That honour belongs to the long-ago people of Jiahu in the Yellow Valley of China, where researchers previously found evidence of an even earlier kind of wine production dating back to around 7000 BCE. Scientists in Georgia have just unearthed the latter in a discovery which details the earliest evidence of grape wine-making amongst human civilisation.
The oldest of the jars was dated at about 8,000 years old, which makes it the earliest artifact showing humans consuming juice from the Eurasian grapes.
Anyone with a case of fine Burgundy in the cellar should pay homage to ancient ancestors in Georgia, suggests new research.
Pottery from a site in Georgia has tested positive for traces of wine.
"We believe this is the oldest example of the domestication of a wild-growing Eurasian grapevine exclusively for the production of wine", he said.
The ancient winemakers who were once the keepers of the jars likely crushed the grapes, including the stems and the seeds, and fermented the mixture.
The earliest evidence of winemaking has been traced back 8,000 years to Georgia by an global team of scientists. They have been working for the past four years to re-analyze archeological sites that were found decades ago.

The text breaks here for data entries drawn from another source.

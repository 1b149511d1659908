//! 返金申請の入力チェック（純粋関数）。

use regex::Regex;
use std::{collections::BTreeMap, sync::LazyLock};

use super::{FieldKey, InputKind, RefundRequest, method_fields};

/// `<非空白>+@<非空白>+.<非空白>+` 形式のメールアドレス。
static EMAIL_RE: LazyLock<Regex> =
    LazyLock::new(|| Regex::new(r"\S+@\S+\.\S+").expect("email pattern compiles"));

/// フィールド名 → エラーメッセージの対応表。空なら入力は妥当。
pub type ValidationErrors = BTreeMap<FieldKey, String>;

/// メールアドレスの書式を判定する。
pub fn is_valid_email(value: &str) -> bool {
    EMAIL_RE.is_match(value)
}

/// 1回の検証パス。全項目を毎回調べ、違反ごとに独立したエントリを作る。
pub fn validate(request: &RefundRequest) -> ValidationErrors {
    let mut errors = ValidationErrors::new();

    // 本人情報と理由をチェックする。
    require(&mut errors, FieldKey::FullName, &request.full_name, "Full name is required");
    require(
        &mut errors,
        FieldKey::BookingNumber,
        &request.booking_number,
        "Booking number is required",
    );
    if is_blank(&request.email) {
        errors.insert(FieldKey::Email, "Email is required".into());
    } else if !is_valid_email(&request.email) {
        errors.insert(FieldKey::Email, "Please enter a valid email address".into());
    }
    require(&mut errors, FieldKey::Phone, &request.phone, "Phone number is required");
    require(
        &mut errors,
        FieldKey::Reason,
        &request.reason,
        "Please provide a reason for the refund",
    );

    // 受け取り方法。未選択なら方法別のチェックは行わない。
    if request.refund_method.is_none() {
        errors.insert(FieldKey::RefundMethod, "Please select a refund method".into());
    }
    for def in method_fields(request.refund_method) {
        let value = request.text(def.key).unwrap_or_default();
        if is_blank(value) {
            errors.insert(def.key, required_message(def.key).into());
        } else if def.kind == InputKind::Email && !is_valid_email(value) {
            errors.insert(def.key, "Please enter a valid PayPal email address".into());
        }
    }

    if request.signature.is_empty() {
        errors.insert(FieldKey::Signature, "Digital signature is required".into());
    }
    if !request.agree_to_terms {
        errors.insert(
            FieldKey::AgreeToTerms,
            "You must agree to the terms and conditions".into(),
        );
    }

    errors
}

fn is_blank(value: &str) -> bool {
    value.trim().is_empty()
}

fn require(errors: &mut ValidationErrors, key: FieldKey, value: &str, message: &str) {
    if is_blank(value) {
        errors.insert(key, message.into());
    }
}

/// 方法別項目の未入力メッセージ。
fn required_message(key: FieldKey) -> &'static str {
    match key {
        FieldKey::PaypalName => "PayPal account name is required",
        FieldKey::PaypalEmail => "PayPal email is required",
        FieldKey::VenmoName => "Venmo account name is required",
        FieldKey::VenmoHandle => "Venmo username is required",
        FieldKey::MailingAddress => "Mailing address is required",
        FieldKey::City => "City is required",
        FieldKey::State => "State is required",
        FieldKey::ZipCode => "ZIP code is required",
        _ => "This field is required",
    }
}
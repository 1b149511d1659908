//! Transactional email provider contract.

/// EmailJS REST client.
pub mod emailjs;
/// Scripted provider used by tests.
#[cfg(test)]
pub mod fake;

use async_trait::async_trait;
use std::{collections::BTreeMap, time::Duration};
use thiserror::Error;

/// Template variables sent with a message, keyed by template variable name.
pub type TemplateParams = BTreeMap<String, String>;

/// Successful acceptance by the provider.
#[derive(Clone, Debug, PartialEq, Eq)]
pub struct ProviderResponse {
    /// HTTP status code returned by the provider.
    pub status: u16,
    /// Response body text (EmailJS answers `OK`).
    pub text: String,
}

/// Errors raised by a send call.
#[derive(Debug, Error)]
pub enum ProviderError {
    /// `init` never received a usable public key.
    #[error("email provider is not initialized (missing public key)")]
    NotInitialized,
    /// The provider answered with a non-success status.
    #[error("provider rejected the message ({status}): {text}")]
    Rejected {
        /// HTTP status code.
        status: u16,
        /// Body text returned by the provider.
        text: String,
    },
    /// The request never produced a response.
    #[error("transport error: {message}")]
    Transport {
        /// Underlying client error.
        message: String,
    },
    /// No answer within the configured timeout.
    #[error("timed out after {elapsed:?} waiting for the provider")]
    Timeout {
        /// Configured timeout.
        elapsed: Duration,
    },
}

impl ProviderError {
    /// Provider-supplied body text, when there is any.
    pub fn text(&self) -> Option<&str> {
        match self {
            ProviderError::Rejected { text, .. } if !text.trim().is_empty() => Some(text),
            _ => None,
        }
    }

    /// HTTP status code, when the provider answered.
    pub fn status(&self) -> Option<u16> {
        match self {
            ProviderError::Rejected { status, .. } => Some(*status),
            _ => None,
        }
    }

    /// Human-readable detail: provider text first, otherwise the error message.
    pub fn detail(&self) -> String {
        self.text()
            .map(str::to_string)
            .unwrap_or_else(|| self.to_string())
    }
}

impl From<reqwest::Error> for ProviderError {
    fn from(err: reqwest::Error) -> Self {
        if let Some(status) = err.status() {
            ProviderError::Rejected {
                status: status.as_u16(),
                text: err.to_string(),
            }
        } else {
            ProviderError::Transport {
                message: err.to_string(),
            }
        }
    }
}

/// The narrow send contract the form depends on.
#[async_trait]
pub trait EmailProvider: Send + Sync {
    /// Deliver one templated message.
    async fn send(
        &self,
        service_id: &str,
        template_id: &str,
        params: &TemplateParams,
    ) -> Result<ProviderResponse, ProviderError>;
}

#[cfg(test)]
mod tests {
    use super::*;

    #[test]
    fn test_detail_prefers_provider_text() {
        let err = ProviderError::Rejected {
            status: 400,
            text: "The template ID is invalid".into(),
        };
        assert_eq!(err.detail(), "The template ID is invalid");
        assert_eq!(err.status(), Some(400));
    }

    #[test]
    fn test_detail_falls_back_to_message() {
        let err = ProviderError::Rejected {
            status: 500,
            text: "  ".into(),
        };
        assert_eq!(err.text(), None);
        assert!(err.detail().contains("500"));
        assert_eq!(ProviderError::NotInitialized.status(), None);
        let timeout = ProviderError::Timeout {
            elapsed: Duration::from_secs(3),
        };
        assert!(timeout.detail().contains("3s"));
    }
}
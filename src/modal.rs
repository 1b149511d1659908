//! 送信成功時の結果モーダル。

use ratatui::{
    prelude::*,
    widgets::{Block, Borders, Clear, Paragraph, Wrap},
};

use crate::{input::centered_popup, submission::Receipt};

/// 見出し。
pub const HEADLINE: &str = "Request Submitted Successfully!";

/// 「次に起こること」の箇条書き。
pub const WHATS_NEXT: [&str; 3] = [
    "Confirmation email sent to your inbox",
    "Our team will review your request within 2-3 business days",
    "You'll receive updates via email throughout the process",
];

/// 処理期間の注記。
pub const PROCESSING_NOTE: &str = "Processing time: Up to 30 business days";

/// 控えのダウンロード要求に対するステータス文言（未対応）。
pub fn download_receipt(receipt: &Receipt) -> String {
    tracing::info!("receipt download requested for {}", receipt.reference);
    format!(
        "Receipt download is not available in this version (reference {})",
        receipt.reference
    )
}

/// モーダル本文の行を組み立てる。
pub fn body_lines(receipt: &Receipt) -> Vec<String> {
    let mut lines = vec![
        "Your refund request has been received and is being processed.".to_string(),
        "You'll receive a confirmation email shortly.".to_string(),
        String::new(),
        "What's Next?".to_string(),
    ];
    lines.extend(WHATS_NEXT.iter().map(|s| format!("  • {s}")));
    lines.push(String::new());
    lines.push(PROCESSING_NOTE.to_string());
    if let Some(m) = receipt.method {
        lines.push(format!("Refund method: {} ({})", m.label(), m.description()));
    }
    lines.push(String::new());
    lines.push(format!("Reference: {}", receipt.reference));
    lines.push(format!("Submitted: {}", receipt.submitted_at));
    lines.push(format!("Confirmation to: {}", receipt.customer_email));
    lines.push(format!("Signature: {}", receipt.signature_fingerprint));
    lines
}

/// 結果モーダルを中央に重ねて描画する。
pub fn render_result_modal(f: &mut Frame, receipt: &Receipt, help: &str) {
    let lines = body_lines(receipt);
    // 見出し・本文・ヘルプ・枠線ぶんの高さを確保する。
    let height = (lines.len() as u16 + 6).min(f.area().height);
    let area = centered_popup(f.area(), 70, height);
    f.render_widget(Clear, area);

    let block = Block::default()
        .borders(Borders::ALL)
        .title("Submitted")
        .border_style(Style::default().fg(Color::Green));
    let inner = block.inner(area);
    f.render_widget(block, area);

    let chunks = Layout::default()
        .direction(Direction::Vertical)
        .constraints([
            Constraint::Length(2), // 見出し
            Constraint::Min(1),    // 本文
            Constraint::Length(1), // ヘルプ
        ])
        .split(inner);

    let headline = Paragraph::new(HEADLINE)
        .alignment(Alignment::Center)
        .style(
            Style::default()
                .fg(Color::Green)
                .add_modifier(Modifier::BOLD),
        );
    f.render_widget(headline, chunks[0]);

    let body = Paragraph::new(lines.join("\n")).wrap(Wrap { trim: false });
    f.render_widget(body, chunks[1]);

    let help = Paragraph::new(help.to_string())
        .alignment(Alignment::Center)
        .style(Style::default().fg(Color::Gray));
    f.render_widget(help, chunks[2]);
}

#[cfg(test)]
mod tests {
    use super::*;
    use crate::refund::RefundMethod;
    use uuid::Uuid;

    fn receipt() -> Receipt {
        Receipt {
            reference: Uuid::nil(),
            submitted_at: "2026-01-02 10:30".into(),
            customer_email: "jane@x.com".into(),
            method: Some(RefundMethod::Venmo),
            signature_fingerprint: "abcdefgh12345678".into(),
        }
    }

    #[test]
    fn test_body_lists_reference_and_next_steps() {
        let lines = body_lines(&receipt());
        assert!(lines.iter().any(|l| l.contains(WHATS_NEXT[1])));
        assert!(lines.iter().any(|l| l == PROCESSING_NOTE));
        assert!(lines.iter().any(|l| l.starts_with("Refund method: Venmo")));
        assert!(lines.iter().any(|l| l.ends_with("abcdefgh12345678")));
        assert!(lines.iter().any(|l| l.contains(&Uuid::nil().to_string())));
    }

    #[test]
    fn test_download_is_a_stub() {
        let msg = download_receipt(&receipt());
        assert!(msg.contains("not available"));
    }
}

Researchers were performing the excavations at two Neolithic sites situated close to Tbilisi, the capital.
In 2011, Areshian reported the discovery of a 6,000-year-old winery in Armenia.

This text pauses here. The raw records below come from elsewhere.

//! レイアウト計算のヘルパー関数

use ratatui::{
    prelude::*,
    widgets::{Block, Borders},
};

/// 画面全体の領域（ヘッダー + Body + HELP + STATUS）
pub struct MainLayout {
    /// 社名・連絡先・フォーム見出し
    pub header: Rect,
    /// 画面ごとの本文
    pub body: Rect,
    /// HELPバーの領域
    pub help_bar: Rect,
    /// STATUSバーの領域
    pub status_bar: Rect,
}

/// フォーム画面の本文（入力項目 + 署名パッド + 案内）
pub struct FormLayout {
    /// 入力項目リスト
    pub fields: Rect,
    /// 署名パッドの枠
    pub pad: Rect,
    /// 処理期間の案内とログ
    pub notes: Rect,
}

/// 管理画面の本文（ガイド + 設定 + テスト）
pub struct AdminLayout {
    pub guide: Rect,
    pub settings: Rect,
    pub test_panel: Rect,
}

/// 画面を4つの領域に分割
pub fn create_main_layout(area: Rect) -> MainLayout {
    let chunks = Layout::default()
        .direction(Direction::Vertical)
        .constraints([
            Constraint::Length(4), // ヘッダー
            Constraint::Min(1),    // Body
            Constraint::Length(3), // HELPバー
            Constraint::Length(3), // STATUSバー
        ])
        .split(area);

    MainLayout {
        header: chunks[0],
        body: chunks[1],
        help_bar: chunks[2],
        status_bar: chunks[3],
    }
}

/// フォーム本文を左右に分割（入力項目 55% + 署名/案内 45%）
pub fn create_form_layout(body: Rect) -> FormLayout {
    let cols = Layout::default()
        .direction(Direction::Horizontal)
        .constraints([Constraint::Percentage(55), Constraint::Percentage(45)])
        .split(body);
    let right = Layout::default()
        .direction(Direction::Vertical)
        .constraints([
            Constraint::Percentage(60), // 署名パッド
            Constraint::Percentage(40), // 案内
        ])
        .split(cols[1]);

    FormLayout {
        fields: cols[0],
        pad: right[0],
        notes: right[1],
    }
}

/// 管理画面本文を分割（左: ガイド、右: 設定 + テスト）
pub fn create_admin_layout(body: Rect) -> AdminLayout {
    let cols = Layout::default()
        .direction(Direction::Horizontal)
        .constraints([Constraint::Percentage(55), Constraint::Percentage(45)])
        .split(body);
    let right = Layout::default()
        .direction(Direction::Vertical)
        .constraints([Constraint::Length(9), Constraint::Min(3)])
        .split(cols[1]);

    AdminLayout {
        guide: cols[0],
        settings: right[0],
        test_panel: right[1],
    }
}

/// 署名パッドの枠。描画とマウス座標変換で共有する。
pub fn pad_block() -> Block<'static> {
    Block::default()
        .borders(Borders::ALL)
        .title("Digital Signature")
}

/// 端末全体の大きさから署名パッドの描画面（枠の内側）を求める。
pub fn signature_canvas(area: Rect) -> Rect {
    let main = create_main_layout(area);
    let form = create_form_layout(main.body);
    pad_block().inner(form.pad)
}
//! Client error types.

use serde_json::Value;
use thiserror::Error;
use txnsvc_protocol::message::Response;
use txnsvc_protocol::ErrorCode;

/// Client errors.
#[derive(Debug, Error)]
pub enum ClientError {
    #[error("I/O error: {0}")]
    Io(#[from] std::io::Error),

    #[error("protocol error: {0}")]
    Protocol(#[from] txnsvc_protocol::ProtocolError),

    #[error("not connected")]
    NotConnected,

    #[error("connection closed")]
    ConnectionClosed,

    #[error("request timeout")]
    Timeout,

    #[error("server error: {code} - {message}")]
    ServerError {
        code: ErrorCode,
        message: String,
        retryable: bool,
    },

    #[error("JSON error: {0}")]
    Json(#[from] serde_json::Error),
}

impl ClientError {
    /// Returns the result of an OK response, or the server's error.
    pub fn check(response: Response) -> Result<Value, ClientError> {
        match response.error {
            Some(err) => Err(ClientError::ServerError {
                code: err.code,
                message: err.message,
                retryable: err.retryable,
            }),
            None => Ok(response.result.unwrap_or(Value::Null)),
        }
    }

    /// Returns whether this error is retryable.
    pub fn is_retryable(&self) -> bool {
        match self {
            ClientError::Io(_) => true,
            ClientError::Timeout => true,
            ClientError::ConnectionClosed => true,
            ClientError::ServerError { retryable, .. } => *retryable,
            _ => false,
        }
    }

    /// Returns the server error code, if the server answered with an error.
    pub fn code(&self) -> Option<ErrorCode> {
        match self {
            ClientError::ServerError { code, .. } => Some(*code),
            _ => None,
        }
    }

    pub fn is_not_found(&self) -> bool {
        self.code() == Some(ErrorCode::NotFound)
    }
}
//! Protocol error types and error codes.

use serde::{Deserialize, Serialize};
use std::fmt;
use thiserror::Error;

/// Errors raised while framing or decoding messages.
#[derive(Debug, Error)]
pub enum ProtocolError {
    #[error("invalid magic bytes: expected 'TXNS', got {0:?}")]
    InvalidMagic([u8; 4]),

    #[error("unsupported protocol version: {0}")]
    UnsupportedVersion(u16),

    #[error("frame too large: {size} bytes (max {max})")]
    FrameTooLarge { size: u32, max: u32 },

    #[error("CRC mismatch: expected {expected:#x}, got {actual:#x}")]
    CrcMismatch { expected: u32, actual: u32 },

    #[error("invalid frame flags: {0:#x}")]
    InvalidFlags(u16),

    #[error("JSON error: {0}")]
    Json(#[from] serde_json::Error),

    #[error("I/O error: {0}")]
    Io(#[from] std::io::Error),

    #[error("invalid UTF-8 in payload")]
    InvalidUtf8,
}

/// Stable error codes carried in error responses.
///
/// The set mirrors the status codes a unary RPC can end with; clients match
/// on these, so variants are never renamed.
#[derive(Debug, Clone, Copy, PartialEq, Eq, Hash, Serialize, Deserialize)]
#[serde(rename_all = "SCREAMING_SNAKE_CASE")]
pub enum ErrorCode {
    UnsupportedProtocol,
    BadRequest,
    InvalidArgument,
    NotFound,
    DeadlineExceeded,
    InternalError,
}

impl ErrorCode {
    /// Returns whether a caller may reasonably retry after this error.
    ///
    /// Store failures are not retryable: the statement may have run before
    /// the failure surfaced. Nothing on the server retries; this only
    /// informs clients.
    pub fn is_retryable(&self) -> bool {
        matches!(self, ErrorCode::DeadlineExceeded)
    }

    /// Returns the wire name of the code.
    pub fn as_str(&self) -> &'static str {
        match self {
            ErrorCode::UnsupportedProtocol => "UNSUPPORTED_PROTOCOL",
            ErrorCode::BadRequest => "BAD_REQUEST",
            ErrorCode::InvalidArgument => "INVALID_ARGUMENT",
            ErrorCode::NotFound => "NOT_FOUND",
            ErrorCode::DeadlineExceeded => "DEADLINE_EXCEEDED",
            ErrorCode::InternalError => "INTERNAL_ERROR",
        }
    }
}

impl fmt::Display for ErrorCode {
    fn fmt(&self, f: &mut fmt::Formatter<'_>) -> fmt::Result {
        f.write_str(self.as_str())
    }
}
//! Prometheus metrics and the HTTP endpoint that exposes them.

use http_body_util::Full;
use hyper::body::Bytes;
use hyper::header::{HeaderValue, CONTENT_TYPE};
use hyper::server::conn::http1;
use hyper::service::service_fn;
use hyper::{Request, Response, StatusCode};
use hyper_util::rt::TokioIo;
use prometheus::core::Collector;
use prometheus::{
    Counter, CounterVec, Encoder, Gauge, HistogramOpts, HistogramVec, Opts, Registry, TextEncoder,
};
use std::net::SocketAddr;
use std::sync::Arc;
use std::time::Duration;
use tokio::net::TcpListener;
use tokio::sync::broadcast;
use txnsvc_protocol::message::Operation;
use txnsvc_protocol::ErrorCode;

/// Latency buckets in seconds. Calls are a single statement, so the range
/// is weighted toward the low milliseconds.
const DURATION_BUCKETS: &[f64] = &[
    0.0005, 0.001, 0.0025, 0.005, 0.01, 0.025, 0.05, 0.1, 0.25, 1.0, 5.0,
];

const TEXT_FORMAT: &str = "text/plain; version=0.0.4; charset=utf-8";

/// Server-wide counters, exported in the Prometheus text format.
#[derive(Clone)]
pub struct Metrics {
    registry: Registry,
    connections_total: Counter,
    connections_active: Gauge,
    requests_total: CounterVec,
    errors_total: CounterVec,
    request_duration: HistogramVec,
}

fn register<C>(registry: &Registry, collector: C) -> Result<C, prometheus::Error>
where
    C: Collector + Clone + 'static,
{
    registry.register(Box::new(collector.clone()))?;
    Ok(collector)
}

impl Metrics {
    /// Builds the metric set on a fresh registry.
    pub fn new() -> Result<Self, prometheus::Error> {
        let registry = Registry::new();

        let connections_total = register(
            &registry,
            Counter::new("txnsvc_connections_total", "Client connections accepted")?,
        )?;
        let connections_active = register(
            &registry,
            Gauge::new("txnsvc_connections_active", "Client connections currently open")?,
        )?;
        let requests_total = register(
            &registry,
            CounterVec::new(
                Opts::new("txnsvc_requests_total", "Requests handled, by operation"),
                &["operation"],
            )?,
        )?;
        let errors_total = register(
            &registry,
            CounterVec::new(
                Opts::new("txnsvc_errors_total", "Error responses, by error code"),
                &["code"],
            )?,
        )?;
        let request_duration = register(
            &registry,
            HistogramVec::new(
                HistogramOpts::new(
                    "txnsvc_request_duration_seconds",
                    "Time from dispatch to response, by operation",
                )
                .buckets(DURATION_BUCKETS.to_vec()),
                &["operation"],
            )?,
        )?;

        Ok(Self {
            registry,
            connections_total,
            connections_active,
            requests_total,
            errors_total,
            request_duration,
        })
    }

    pub fn connection_opened(&self) {
        self.connections_total.inc();
        self.connections_active.inc();
    }

    pub fn connection_closed(&self) {
        self.connections_active.dec();
    }

    /// Records one answered request and, for failures, its error code.
    pub fn observe_request(&self, op: Operation, elapsed: Duration, error: Option<ErrorCode>) {
        let label = [op.as_str()];
        self.requests_total.with_label_values(&label).inc();
        self.request_duration
            .with_label_values(&label)
            .observe(elapsed.as_secs_f64());
        if let Some(code) = error {
            self.errors_total.with_label_values(&[code.as_str()]).inc();
        }
    }

    /// Renders every registered series in the text exposition format.
    pub fn encode(&self) -> Result<Vec<u8>, prometheus::Error> {
        let mut buffer = Vec::new();
        TextEncoder::new().encode(&self.registry.gather(), &mut buffer)?;
        Ok(buffer)
    }

    pub fn registry(&self) -> &Registry {
        &self.registry
    }
}

/// Runs the HTTP metrics server.
///
/// Serves metrics at `/metrics` and a liveness probe at `/health`.
pub async fn run_metrics_server(
    addr: SocketAddr,
    metrics: Arc<Metrics>,
    shutdown: broadcast::Receiver<()>,
) -> Result<(), Box<dyn std::error::Error + Send + Sync>> {
    let listener = TcpListener::bind(addr).await?;
    serve_metrics(listener, metrics, shutdown).await
}

async fn serve_metrics(
    listener: TcpListener,
    metrics: Arc<Metrics>,
    mut shutdown: broadcast::Receiver<()>,
) -> Result<(), Box<dyn std::error::Error + Send + Sync>> {
    tracing::info!(
        "Metrics server listening on http://{}/metrics",
        listener.local_addr()?
    );

    loop {
        tokio::select! {
            result = listener.accept() => {
                match result {
                    Ok((stream, _)) => {
                        let metrics = metrics.clone();
                        tokio::spawn(async move {
                            let io = TokioIo::new(stream);
                            let service = service_fn(move |req| {
                                let metrics = metrics.clone();
                                async move { handle_request(req, metrics).await }
                            });
                            if let Err(e) = http1::Builder::new()
                                .serve_connection(io, service)
                                .await
                            {
                                tracing::debug!("Metrics connection error: {}", e);
                            }
                        });
                    }
                    Err(e) => {
                        tracing::error!("Metrics server accept error: {}", e);
                    }
                }
            }
            _ = shutdown.recv() => {
                tracing::info!("Metrics server shutting down");
                break;
            }
        }
    }

    Ok(())
}

fn text_response(status: StatusCode, body: impl Into<Bytes>) -> Response<Full<Bytes>> {
    let mut response = Response::new(Full::new(body.into()));
    *response.status_mut() = status;
    response
}

/// Handles an HTTP request to the metrics server.
async fn handle_request(
    req: Request<hyper::body::Incoming>,
    metrics: Arc<Metrics>,
) -> Result<Response<Full<Bytes>>, hyper::Error> {
    let response = match req.uri().path() {
        "/metrics" => match metrics.encode() {
            Ok(body) => {
                let mut response = text_response(StatusCode::OK, body);
                response
                    .headers_mut()
                    .insert(CONTENT_TYPE, HeaderValue::from_static(TEXT_FORMAT));
                response
            }
            Err(e) => {
                tracing::error!("Failed to encode metrics: {}", e);
                text_response(StatusCode::INTERNAL_SERVER_ERROR, "metrics unavailable")
            }
        },
        "/health" | "/healthz" => text_response(StatusCode::OK, "OK"),
        _ => text_response(StatusCode::NOT_FOUND, "Not Found"),
    };

    Ok(response)
}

The new analysis showed the shards had absorbed the main chemical fingerprint of wine, tartaric acid, as well as some other substances associated with the beverage. A team of researchers digging in Georgia has found that origin of the practice could be around 6000 BC, 600-1,000 years earlier than what was determined earlier. "The domestication of the grape apparently led eventually to the emergence of a wine culture in the region".
He explained, "Wine is central to civilization as we know it in the West".
"As a Georgian, we always believed that wine came from Georgia, but now we have scientific evidence from natural science and archaeology to prove it", said David Lordkipanidze, director of the Georgian National Museum and co-author of the study published Monday in the Proceedings of the National Academy of Sciences.
"The Taurus Mountains of eastern Turkey are also a prime candidate for further exploration with its monumental sites at Gobekli Tepe and Nevali Cori at the headwaters of the Tigris River", dating as far back as 9,500 BC, he said.